WHAT YOU SHOULD DO: Present each line of the entries below that holds the word "database".

*** INFORMATION ***

//! Application configuration management for `tessera.toml`.
//!
//! # Sections
//!
//! | Section     | Purpose                                          |
//! |-------------|--------------------------------------------------|
//! | `[store]`   | Seed file and optional database                  |
//! | `[views]`   | Fallback directory, lookup locations, limits     |
//! | `[serve]`   | HTTP surface (port, interface, watch, workers)   |
//!
//! # Example
//!
//! ```toml
//! [store]
//! seed = "seed.toml"
//!
//! [views]
//! root = "Views"
//! locations = ["/{controller}/{name}.liquid", "/Shared/{name}.liquid"]
//!
//! [serve]
//! port = 5277
//! ```

pub mod defaults;
mod error;
mod handle;
mod serve;
mod store;
mod views;

pub use error::ConfigError;
pub use handle::{cfg, init_config};
pub use serve::ServeConfig;
pub use store::StoreConfig;
pub use views::ViewsConfig;

use crate::cli::{Cli, Commands};
use anyhow::{Result, bail};
use educe::Educe;
use serde::{Deserialize, Serialize};
use std::{
    fs,
    path::{Path, PathBuf},
};

// ============================================================================
// Root Configuration
// ============================================================================

/// Root configuration structure representing tessera.toml
#[derive(Debug, Clone, Educe, Serialize, Deserialize)]
#[educe(Default)]
#[serde(deny_unknown_fields)]
pub struct AppConfig {
    /// Project root, all relative paths resolve against it (set after loading)
    #[serde(skip)]
    pub root: PathBuf,

    /// Absolute path to the config file (set after loading)
    #[serde(skip)]
    pub config_path: PathBuf,

    #[serde(default)]
    pub store: StoreConfig,

    #[serde(default)]
    pub views: ViewsConfig,

    #[serde(default)]
    pub serve: ServeConfig,
}

impl AppConfig {
    /// Parse configuration from TOML string
    pub fn from_str(content: &str) -> Result<Self> {
        let config: AppConfig = toml::from_str(content).map_err(ConfigError::from)?;
        Ok(config)
    }

    /// Load configuration from file path
    pub fn from_path(path: &Path) -> Result<Self> {
        let content =
            fs::read_to_string(path).map_err(|err| ConfigError::Io(path.to_path_buf(), err))?;
        Self::from_str(&content)
    }

    /// Load `cli.config` under the root, or defaults when the file is absent.
    pub fn load(cli: &Cli) -> Result<Self> {
        let root = cli.root.as_deref().unwrap_or(Path::new("./"));
        let config_path = root.join(&cli.config);

        let mut config = if config_path.exists() {
            Self::from_path(&config_path)?
        } else {
            Self::default()
        };
        config.update_with_cli(cli);
        config.validate()?;
        Ok(config)
    }

    /// Update configuration with CLI arguments
    pub fn update_with_cli(&mut self, cli: &Cli) {
        let root = Self::normalize_path(cli.root.as_deref().unwrap_or(Path::new("./")));
        self.config_path = Self::normalize_path(&root.join(&cli.config));

        Self::update_option(&mut self.views.root, cli.views.as_ref());
        self.views.root = Self::normalize_path(&root.join(&self.views.root));
        if let Some(seed) = &self.store.seed {
            self.store.seed = Some(Self::normalize_path(&root.join(seed)));
        }
        if let Some(database) = &self.store.database {
            self.store.database = Some(Self::normalize_path(&root.join(database)));
        }
        self.root = root;

        if let Commands::Serve {
            interface,
            port,
            watch,
        } = &cli.command
        {
            Self::update_option(&mut self.serve.interface, interface.as_ref());
            Self::update_option(&mut self.serve.port, port.as_ref());
            Self::update_option(&mut self.serve.watch, watch.as_ref());
        }
    }

    /// Update config option if CLI value is provided
    fn update_option<T: Clone>(config_option: &mut T, cli_option: Option<&T>) {
        if let Some(option) = cli_option {
            *config_option = option.clone();
        }
    }

    /// Normalize a path to absolute, using canonicalize if the path exists
    fn normalize_path(path: &Path) -> PathBuf {
        path.canonicalize().unwrap_or_else(|_| {
            // For non-existent paths, manually make them absolute
            if path.is_absolute() {
                path.to_path_buf()
            } else {
                std::env::current_dir()
                    .map(|cwd| cwd.join(path))
                    .unwrap_or_else(|_| path.to_path_buf())
            }
        })
    }

    /// Check cross-field constraints
    pub fn validate(&self) -> Result<()> {
        let views = &self.views;

        if views.locations.is_empty() {
            bail!(ConfigError::Validation(
                "[views.locations] must have at least one element".into()
            ));
        }
        if let Some(location) = views.locations.iter().find(|l| !l.contains("{name}")) {
            bail!(ConfigError::Validation(format!(
                "[views.locations] entry `{location}` has no {{name}} placeholder"
            )));
        }
        if let Some(partial) = views
            .partials
            .iter()
            .find(|p| !p.contains("{name}") || p.contains("{controller}") || p.contains("{area}"))
        {
            bail!(ConfigError::Validation(format!(
                "[views.partials] entry `{partial}` must use {{name}} and nothing else"
            )));
        }
        if !views.extension.starts_with('.') {
            bail!(ConfigError::Validation(
                "[views.extension] must start with `.`".into()
            ));
        }
        if views.max_widget_depth == 0 {
            bail!(ConfigError::Validation(
                "[views.max_widget_depth] must be at least 1".into()
            ));
        }
        if views.max_range == 0 {
            bail!(ConfigError::Validation(
                "[views.max_range] must be at least 1".into()
            ));
        }
        if self.serve.workers == 0 {
            bail!(ConfigError::Validation(
                "[serve.workers] must be at least 1".into()
            ));
        }
        if let Some(seed) = &self.store.seed
            && !seed.is_file()
        {
            bail!(ConfigError::Validation(format!(
                "[store.seed] `{}` not found",
                seed.display()
            )));
        }

        Ok(())
    }
}

// ============================================================================
// Tests
// ============================================================================

#[cfg(test)]
mod tests {
    use super::*;
    use clap::Parser;
    use tempfile::TempDir;

    fn validation_message(config: &AppConfig) -> String {
        let err = config.validate().unwrap_err();
        match err.downcast_ref::<ConfigError>() {
            Some(ConfigError::Validation(message)) => message.clone(),
            other => panic!("expected validation error, got {other:?}"),
        }
    }

    #[test]
    fn test_from_str() {
        let config = AppConfig::from_str(
            r#"
            [views]
            home_page = "welcome"
        "#,
        )
        .unwrap();
        assert_eq!(config.views.home_page, "welcome");
    }

    #[test]
    fn test_from_str_invalid_toml() {
        let result = AppConfig::from_str("[views\nroot = 1");
        assert!(result.is_err());
    }

    #[test]
    fn test_unknown_top_level_field_rejection() {
        let result = AppConfig::from_str("[build]\noutput = \"public\"\n");
        assert!(result.is_err());
    }

    #[test]
    fn test_default_is_valid() {
        assert!(AppConfig::default().validate().is_ok());
    }

    #[test]
    fn test_validate_locations() {
        let mut config = AppConfig::default();
        config.views.locations.clear();
        assert!(validation_message(&config).contains("at least one"));

        config.views.locations = vec!["/Shared/Foo.liquid".into()];
        assert!(validation_message(&config).contains("{name}"));
    }

    #[test]
    fn test_validate_partials() {
        let mut config = AppConfig::default();
        config.views.partials = vec!["/Partials/{controller}/{name}.liquid".into()];
        assert!(validation_message(&config).contains("[views.partials]"));

        config.views.partials.clear();
        assert!(config.validate().is_ok());
    }

    #[test]
    fn test_validate_extension_and_depth() {
        let mut config = AppConfig::default();
        config.views.extension = "liquid".into();
        assert!(validation_message(&config).contains("extension"));

        let mut config = AppConfig::default();
        config.views.max_widget_depth = 0;
        assert!(validation_message(&config).contains("max_widget_depth"));

        let mut config = AppConfig::default();
        config.views.max_range = 0;
        assert!(validation_message(&config).contains("max_range"));
    }

    #[test]
    fn test_update_with_cli_resolves_paths() {
        let dir = TempDir::new().unwrap();
        let root = dir.path().to_str().unwrap();
        let cli = Cli::parse_from(["tessera", "--root", root, "serve", "--port", "8080"]);

        let mut config = AppConfig::from_str("[store]\nseed = \"seed.toml\"\n").unwrap();
        config.update_with_cli(&cli);

        let root = dir.path().canonicalize().unwrap();
        assert_eq!(config.root, root);
        assert_eq!(config.config_path, root.join("tessera.toml"));
        assert_eq!(config.views.root, root.join("Views"));
        assert_eq!(config.store.seed, Some(root.join("seed.toml")));
        assert_eq!(config.serve.port, 8080);
    }

    #[test]
    fn test_load_missing_seed_fails() {
        let dir = TempDir::new().unwrap();
        std::fs::write(dir.path().join("tessera.toml"), "[store]\nseed = \"nope.toml\"\n").unwrap();
        let cli = Cli::parse_from(["tessera", "--root", dir.path().to_str().unwrap(), "check"]);

        let err = AppConfig::load(&cli).unwrap_err();
        assert!(err.to_string().contains("[store.seed]"));
    }

    #[test]
    fn test_load_without_file_uses_defaults() {
        let dir = TempDir::new().unwrap();
        let cli = Cli::parse_from(["tessera", "--root", dir.path().to_str().unwrap(), "check"]);
        let config = AppConfig::load(&cli).unwrap();
        assert_eq!(config.views.template_options().max_widget_depth, 16);
    }
}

***

EXPECTED ANSWER:
//! | `[store]`   | Seed file and optional database                  |
        if let Some(database) = &self.store.database {
            self.store.database = Some(Self::normalize_path(&root.join(database)));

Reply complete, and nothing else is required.